A large multiwavelength survey has been initiated, consisting of an extensive (two degree diameter), deep radio survey and optical observations. Additional observations of selected sources in the near-infrared have been made, and spectroscopy has established redshifts for about one quarter of the optical counterparts of radio sources. A catalogue of 938 radio sources brighter than 0.3 mJy and 232 brighter than 0.1 mJy has been compiled. Of the 1079 radio sources detected in total, 541 have been identified optically.

It has been established through 2dF spectroscopy that a significant proportion of the PDS radio sources are identified with emission line galaxies, which are most likely to be exhibiting starburst activity. The implication is that deep radio surveys are certainly useful tools for the detection of these galaxies at moderate redshifts. Until more redshifts for the sources with fainter optical counterparts are measured, it is difficult to comment on whether this provides a good cosmological probe of the starburst phenomenon. However if the redshift distributions predicted from the model bivariate luminosity function are accurate, it would be expected that this is indeed the case.

Evolution of these phenomena can be investigated through less direct means by calling upon models of optical and radio luminosity functions. It has been established that to reproduce the observed source counts to a limiting flux density of 0.1mJy in the radio, strong evolution of the starburst galaxy population is required, at a rate (1+z)^Q where $Q=3.3\pm0.8$, in addition to the already well established need for evolution of the AGN population. For the optical galaxies, however, to a limiting magnitude of R=22, no evolution of the luminosity function needs to be invoked to reproduce the observed source counts.

The model BLF constructed in Chapter 4 has been used to make predictions of the BSC distribution, and redshift distributions. These compare qualitatively well with the observations, although it is clear that more work is required to produce a more accurate model. Establishing these refinements to the BLF model will form part of the continuing research on the PDS.

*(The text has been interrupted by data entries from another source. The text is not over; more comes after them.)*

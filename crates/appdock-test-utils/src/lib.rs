// SPDX-FileCopyrightText: 2026 Appdock Contributors
// SPDX-License-Identifier: MIT OR Apache-2.0

//! Test utilities for Appdock integration tests.
//!
//! Provides mock adapters for fast, deterministic, CI-runnable tests
//! without reaching the real catalog.
//!
//! # Components
//!
//! - [`MockCatalog`] - Mock catalog backend with pre-loaded toolkit records

pub mod mock_catalog;

pub use mock_catalog::MockCatalog;
// SPDX-FileCopyrightText: 2026 Appdock Contributors
// SPDX-License-Identifier: MIT OR Apache-2.0

//! Core library for the Appdock toolkit catalog adapter.
//!
//! This crate provides the [`CatalogAdapter`] trait, the [`AppdockError`]
//! error type, and the normalized record types that catalog backends produce.
//! Backend crates (e.g., the Composio adapter) implement the trait defined
//! here.

pub mod error;
pub mod traits;
pub mod types;

// Re-export key items at crate root for ergonomic imports.
pub use error::AppdockError;
pub use traits::CatalogAdapter;
pub use types::{
    AuthConfigDetail, AuthConfigField, Category, FieldRequirements, ListQuery, SearchQuery,
    ToolkitDetail, ToolkitPage, ToolkitSummary,
};

#[cfg(test)]
mod tests {
    use super::*;

    #[test]
    fn appdock_error_has_all_variants() {
        // Verify all 4 error variants exist and can be constructed.
        let _config = AppdockError::Config("test".into());
        let _catalog = AppdockError::Catalog {
            message: "test".into(),
            source: Some(Box::new(std::io::Error::other("test"))),
        };
        let _decode = AppdockError::Decode {
            message: "test".into(),
            source: None,
        };
        let _internal = AppdockError::Internal("test".into());
    }

    #[test]
    fn error_display_includes_context() {
        let err = AppdockError::Catalog {
            message: "listing failed".into(),
            source: None,
        };
        assert_eq!(err.to_string(), "catalog error: listing failed");

        let err = AppdockError::Config("bad key".into());
        assert_eq!(err.to_string(), "configuration error: bad key");
    }

    #[test]
    fn list_query_defaults() {
        let q = ListQuery::default();
        assert_eq!(q.limit, 500);
        assert!(q.cursor.is_none());
        assert!(q.category.is_none());
    }

    #[test]
    fn list_query_for_category() {
        let q = ListQuery::for_category("crm");
        assert_eq!(q.limit, 500);
        assert_eq!(q.category.as_deref(), Some("crm"));
    }

    #[test]
    fn search_query_defaults() {
        let q = SearchQuery::default();
        assert_eq!(q.limit, 100);
        assert!(q.cursor.is_none());
        assert!(q.category.is_none());
    }

    #[test]
    fn toolkit_summary_serialization_round_trip() {
        let summary = ToolkitSummary {
            slug: "gmail".into(),
            name: "Gmail".into(),
            description: Some("Email".into()),
            logo: Some("g.png".into()),
            tags: vec!["Communication".into()],
            auth_schemes: vec!["OAUTH2".into()],
            categories: vec!["comm".into()],
        };
        let json = serde_json::to_string(&summary).unwrap();
        let parsed: ToolkitSummary = serde_json::from_str(&json).unwrap();
        assert_eq!(summary, parsed);
    }

    #[test]
    fn auth_config_field_serializes_type_key() {
        let field = AuthConfigField {
            name: "client_id".into(),
            display_name: "Client ID".into(),
            field_type: "string".into(),
            description: None,
            required: true,
            default: None,
            legacy_template_name: None,
        };
        let json = serde_json::to_value(&field).unwrap();
        assert_eq!(json["type"], "string");
        assert_eq!(json["display_name"], "Client ID");
    }

    #[test]
    fn catalog_adapter_is_object_safe() {
        // The trait must support dynamic dispatch for downstream consumers.
        fn _assert(_: &dyn CatalogAdapter) {}
    }
}
use axum::{
    Json, Router,
    extract::State,
    http::StatusCode,
    routing::get,
};

use fournil_core::ServiceError;

use super::AppState;
use crate::model::Shift;

pub fn routes() -> Router<AppState> {
    Router::new().route(
        "/shifts",
        get(list_shifts).post(append_shift).put(replace_shifts),
    )
}

async fn list_shifts(
    State(svc): State<AppState>,
) -> Result<Json<serde_json::Value>, ServiceError> {
    let items = svc.list_shifts()?;
    let total = items.len();
    Ok(Json(serde_json::json!({"items": items, "total": total})))
}

async fn append_shift(
    State(svc): State<AppState>,
    Json(shift): Json<Shift>,
) -> Result<(StatusCode, Json<Shift>), ServiceError> {
    let created = svc.append_shift(shift)?;
    Ok((StatusCode::CREATED, Json(created)))
}

async fn replace_shifts(
    State(svc): State<AppState>,
    Json(rows): Json<Vec<Shift>>,
) -> Result<Json<serde_json::Value>, ServiceError> {
    let total = svc.replace_shifts(rows)?;
    Ok(Json(serde_json::json!({"total": total})))
}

Through an analysis of the spectral observations, and in the absence of spectroscopy for a complete sample, it can be said that it appears the sub-mJy radio population is comprised of an increasing fraction of starburst galaxies compared to the AGN sources. This agrees qualitatively with the distributions expected from the source count predictions of the luminosity evolution model of the radio luminosity functions. The model source counts predict the same surface density for the starburst and AGN populations at about 0.2mJy, with the AGN being dominant at higher flux densities, and starbursts at lower. A quantitative comparison of this figure with observations will require a complete sample of redshifts. Another interesting observation is the small number of galaxies which are difficult to distinguish as either starbursts or AGN from emission line diagnostics. A few of the emission line galaxies would be classified differently from different diagnostic diagrams, and several more often appear on the border separating the distinct regions. It is possible that these objects are exhibiting both AGN and starburst characteristics, and this claim should be investigated more closely.

The Phoenix Multiwavelength Deep Survey is an ongoing project, which has obtained additional observational data since the drafting of this thesis. At the time of writing, a further set of spectroscopic observations with the 2dF have been made, as have CASPIR observations of additional sub-mJy radio sources. An additional $\sim$150 hours of observations using the ATCA have been made to extend the radio survey to fainter flux densities than have ever before been observed at 1.4GHz, with an anticipated $5\sigma$ flux density limit of $60\,\mu$Jy over a one degree diameter region within the PDF. The results established through the work contained in this thesis are an exciting first step in the analysis of PDS observations, and further observations and research will continue to expand our understanding of galaxy evolution, and the sub-millijansky and microjansky radio source population.